» **Dataset entries**
○ ○ ○ ○ ○

//! Associates each page's embedded images with the question that overlaps
//! them vertically.
//!
//! Claims are exclusive per page: the first question (in emission order) to
//! reach an image keeps it. Claim identity is the SHA-256 of the image
//! bytes, so the same embedded image is never attached twice even when the
//! extractor lists it once per drawing operation.

use std::collections::{BTreeMap, HashSet};

use sha2::{Digest, Sha256};

use crate::model::{ClaimedImage, PlacedImage, Question};

/// Vertical slack, in layout units, within which an image just above or
/// below a question's box still belongs to it.
pub const CLAIM_PADDING: f32 = 12.0;

type ImageDigest = [u8; 32];

fn digest(bytes: &[u8]) -> ImageDigest {
    Sha256::digest(bytes).into()
}

/// Claim images for questions, page by page, in question-emission order.
pub fn assign_images(questions: &mut [Question], images_by_page: &BTreeMap<u32, Vec<PlacedImage>>) {
    let mut claims: BTreeMap<u32, HashSet<ImageDigest>> = BTreeMap::new();

    for question in questions.iter_mut() {
        for (&page, bounds) in &question.bounds {
            let Some(page_images) = images_by_page.get(&page) else {
                continue;
            };
            let claimed = claims.entry(page).or_default();

            for image in page_images {
                let id = digest(&image.bytes);
                if claimed.contains(&id) {
                    continue;
                }

                let overlap =
                    bounds.bottom.min(image.bbox.bottom) - bounds.top.max(image.bbox.top);
                if overlap >= -CLAIM_PADDING {
                    question.claimed_images.push(ClaimedImage {
                        page,
                        bytes: image.bytes.clone(),
                        extension: image.extension.clone(),
                    });
                    claimed.insert(id);
                }
            }
        }
    }
}
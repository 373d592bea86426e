#[derive(thiserror::Error, Debug, serde::Deserialize, serde::Serialize)]
#[allow(clippy::enum_variant_names)]
pub enum Error {
    #[error("Generic {0}")]
    Generic(String),

    #[error("Source PDF not found: {0}")]
    SourceNotFound(String),

    #[error("Dataset is invalid: {0}")]
    InvalidDataset(String),
}
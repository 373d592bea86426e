#![allow(unused)]

use crate::prelude::*;
use clap::Parser;

mod error;
mod import;
mod prelude;
mod validate;

#[derive(Debug, clap::Parser)]
#[command(
    author,
    version,
    about,
    long_about = "Import the Einb\u{FC}rgerungstest question catalog from PDF into a JSON dataset"
)]
pub struct App {
    #[command(subcommand)]
    pub command: SubCommands,

    #[clap(flatten)]
    global: Global,
}

#[derive(Debug, Clone, clap::Args)]
pub struct Global {
    /// Whether to display additional information.
    #[clap(long, env = "FRAGENIMPORT_VERBOSE", global = true, default_value = "false")]
    verbose: bool,
}

#[derive(Debug, clap::Parser)]
pub enum SubCommands {
    /// Parse the catalog PDF and write the question dataset
    Import(import::ImportOptions),

    /// Check a question dataset for incomplete entries
    Validate(validate::ValidateOptions),
}

fn main() -> Result<()> {
    env_logger::init();
    color_eyre::install()?;

    let app = App::parse();

    match app.command {
        SubCommands::Import(options) => import::run(options, app.global),
        SubCommands::Validate(options) => validate::run(options, app.global),
    }
}
//! Post-finalization answer repairs.
//!
//! Line wrapping in the source occasionally merges two short answers onto
//! one extracted line or splits one answer across two. Each repair is a
//! narrow shape match: it fires only when the answer list looks exactly like
//! one known breakage, otherwise the answers are left as parsed. The rules
//! form an ordered table with first-applicable-wins semantics; when more
//! than one rule would have applied the question is flagged for manual
//! review instead of silently trusting the priority order.
//!
//! Several predicates encode German surface conventions (noun
//! capitalization, article lists). They are data next to the table, not
//! logic, so a future catalog revision swaps the word lists.

use crate::model::Answer;

/// Articles accepted by the "article noun article noun" and
/// "article + noun" shapes.
const ARTICLES: [&str; 12] = [
    "der", "die", "das", "den", "dem", "des", "ein", "eine", "einen", "einem", "einer", "eines",
];

/// One named repair: a shape predicate and the transform to apply when the
/// shape matches.
pub struct RepairRule {
    pub name: &'static str,
    applies: fn(&[Answer]) -> bool,
    apply: fn(&mut Vec<Answer>),
}

/// What [`repair_answers`] did: which rule fired (if any) and which other
/// rules would also have fired on the same input.
#[derive(Debug, Clone, Default, PartialEq, Eq)]
pub struct RepairOutcome {
    pub applied: Option<&'static str>,
    pub also_applicable: Vec<&'static str>,
}

impl RepairOutcome {
    /// More than one rule matched the same answer list.
    pub fn is_ambiguous(&self) -> bool {
        !self.also_applicable.is_empty()
    }
}

// ---------------------------------------------------------------------------
// Rule table
// ---------------------------------------------------------------------------

static RULES: &[RepairRule] = &[
    RepairRule {
        name: "digit-pair-split",
        applies: digit_pair_applies,
        apply: digit_pair_apply,
    },
    RepairRule {
        name: "sentence-pair-split",
        applies: sentence_pair_applies,
        apply: sentence_pair_apply,
    },
    RepairRule {
        name: "capitalized-pair-split",
        applies: capitalized_pair_applies,
        apply: word_pair_apply,
    },
    RepairRule {
        name: "hyphen-pair-split",
        applies: hyphen_pair_applies,
        apply: word_pair_apply,
    },
    RepairRule {
        name: "case-pair-split",
        applies: case_pair_applies,
        apply: word_pair_apply,
    },
    RepairRule {
        name: "article-pair-split",
        applies: article_pair_applies,
        apply: article_pair_apply,
    },
    RepairRule {
        name: "trailing-fragment-merge",
        applies: trailing_fragment_applies,
        apply: trailing_fragment_apply,
    },
];

/// Apply the first matching repair rule in table order.
///
/// Answers with empty text have already been dropped by finalization; the
/// rules assume non-empty texts. When no shape matches the list is left
/// untouched -- heuristics are best-effort by design.
pub fn repair_answers(answers: &mut Vec<Answer>) -> RepairOutcome {
    let mut matching = RULES.iter().filter(|rule| (rule.applies)(answers));

    let Some(first) = matching.next() else {
        return RepairOutcome::default();
    };
    let also_applicable: Vec<&'static str> = matching.map(|rule| rule.name).collect();

    (first.apply)(answers);

    RepairOutcome {
        applied: Some(first.name),
        also_applicable,
    }
}

// ---------------------------------------------------------------------------
// Word-shape helpers
// ---------------------------------------------------------------------------

fn words(text: &str) -> Vec<&str> {
    text.split_whitespace().collect()
}

fn is_capitalized(word: &str) -> bool {
    word.chars().next().is_some_and(char::is_uppercase)
}

fn is_lowercase_initial(word: &str) -> bool {
    word.chars().next().is_some_and(char::is_lowercase)
}

fn is_article(word: &str) -> bool {
    ARTICLES.iter().any(|a| a.eq_ignore_ascii_case(word))
}

fn is_numeric(word: &str) -> bool {
    !word.is_empty() && word.chars().all(|c| c.is_ascii_digit())
}

fn is_hyphenated(word: &str) -> bool {
    word.contains('-')
}

fn two_hyphenated_words(text: &str) -> bool {
    let w = words(text);
    w.len() == 2 && w.iter().all(|word| is_hyphenated(word))
}

// ---------------------------------------------------------------------------
// Rules
// ---------------------------------------------------------------------------

/// `["3 4"]` -- two single-digit answers extracted as one line.
fn digit_pair_applies(answers: &[Answer]) -> bool {
    if answers.len() != 1 {
        return false;
    }
    let chars: Vec<char> = answers[0].text.chars().collect();
    matches!(chars.as_slice(), [a, ' ', b] if a.is_ascii_digit() && b.is_ascii_digit())
}

fn digit_pair_apply(answers: &mut Vec<Answer>) {
    let chars: Vec<char> = answers[0].text.chars().collect();
    answers[0] = Answer::new(chars[0].to_string());
    answers.push(Answer::new(chars[2].to_string()));
}

/// Three answers where the last holds two sentence-terminated phrases
/// joined by ". ".
fn sentence_pair_applies(answers: &[Answer]) -> bool {
    answers.len() == 3
        && answers[2]
            .text
            .split_once(". ")
            .is_some_and(|(head, tail)| !head.is_empty() && !tail.is_empty())
}

fn sentence_pair_apply(answers: &mut Vec<Answer>) {
    let (head, tail) = answers[2].text.split_once(". ").map(|(h, t)| (h.to_string(), t.to_string())).unwrap_or_default();
    answers[2] = Answer::new(format!("{}.", head));
    answers.push(Answer::new(tail));
}

/// Three answers where the last is exactly two capitalized words.
fn capitalized_pair_applies(answers: &[Answer]) -> bool {
    if answers.len() != 3 {
        return false;
    }
    let w = words(&answers[2].text);
    w.len() == 2 && w.iter().all(|word| is_capitalized(word))
}

/// Three answers where the last is two hyphenated tokens.
fn hyphen_pair_applies(answers: &[Answer]) -> bool {
    answers.len() == 3 && two_hyphenated_words(&answers[2].text)
}

/// Three answers where the last is a capitalized word followed by a
/// lowercase-initial word.
fn case_pair_applies(answers: &[Answer]) -> bool {
    if answers.len() != 3 {
        return false;
    }
    let w = words(&answers[2].text);
    w.len() == 2 && is_capitalized(w[0]) && is_lowercase_initial(w[1])
}

/// Shared transform: split the last answer into its two words.
fn word_pair_apply(answers: &mut Vec<Answer>) {
    let w: Vec<String> = words(&answers[2].text).iter().map(|s| s.to_string()).collect();
    answers[2] = Answer::new(w[0].clone());
    answers.push(Answer::new(w[1].clone()));
}

/// Three answers where the last is exactly four words in an
/// "article noun article noun" repetition.
fn article_pair_applies(answers: &[Answer]) -> bool {
    if answers.len() != 3 {
        return false;
    }
    let w = words(&answers[2].text);
    w.len() == 4 && is_article(w[0]) && !is_article(w[1]) && is_article(w[2]) && !is_article(w[3])
}

fn article_pair_apply(answers: &mut Vec<Answer>) {
    let w: Vec<String> = words(&answers[2].text).iter().map(|s| s.to_string()).collect();
    answers[2] = Answer::new(format!("{} {}", w[0], w[1]));
    answers.push(Answer::new(format!("{} {}", w[2], w[3])));
}

/// Four or more answers where the last is a short non-numeric tail that
/// reads as a continuation of the previous answer, wrapped onto its own
/// line by the extractor.
fn trailing_fragment_applies(answers: &[Answer]) -> bool {
    if answers.len() < 4 {
        return false;
    }
    let last = &answers[answers.len() - 1].text;
    let prev = &answers[answers.len() - 2].text;
    let w = words(last);

    if w.is_empty() || w.len() > 2 || w.iter().any(|word| is_numeric(word)) {
        return false;
    }

    match w.len() {
        1 => is_lowercase_initial(w[0]),
        _ => {
            // Shapes that make a plausible standalone option keep the tail.
            let article_noun = is_article(w[0]) && is_capitalized(w[1]);
            let adjective_noun = is_lowercase_initial(w[0]) && is_capitalized(w[1]);
            let hyphen_echo = w.iter().all(|word| is_hyphenated(word)) && two_hyphenated_words(prev);
            let both_terminated = last.ends_with('.') && prev.ends_with('.');
            !(article_noun || adjective_noun || hyphen_echo || both_terminated)
        }
    }
}

fn trailing_fragment_apply(answers: &mut Vec<Answer>) {
    let tail = answers.pop().map(|a| a.text).unwrap_or_default();
    if let Some(prev) = answers.last_mut() {
        prev.text = format!("{} {}", prev.text, tail);
    }
}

○ ○ ○ ○ ○

» **DIRECTIONS FOR THIS TASK**
Nothing but the lines from the one with "fn trailing_fragment_apply(answers: &mut" to the last line of the data should appear in the answer, each exactly as it stands.

» **THE ANSWER**
fn trailing_fragment_apply(answers: &mut Vec<Answer>) {
    let tail = answers.pop().map(|a| a.text).unwrap_or_default();
    if let Some(prev) = answers.last_mut() {
        prev.text = format!("{} {}", prev.text, tail);
    }
}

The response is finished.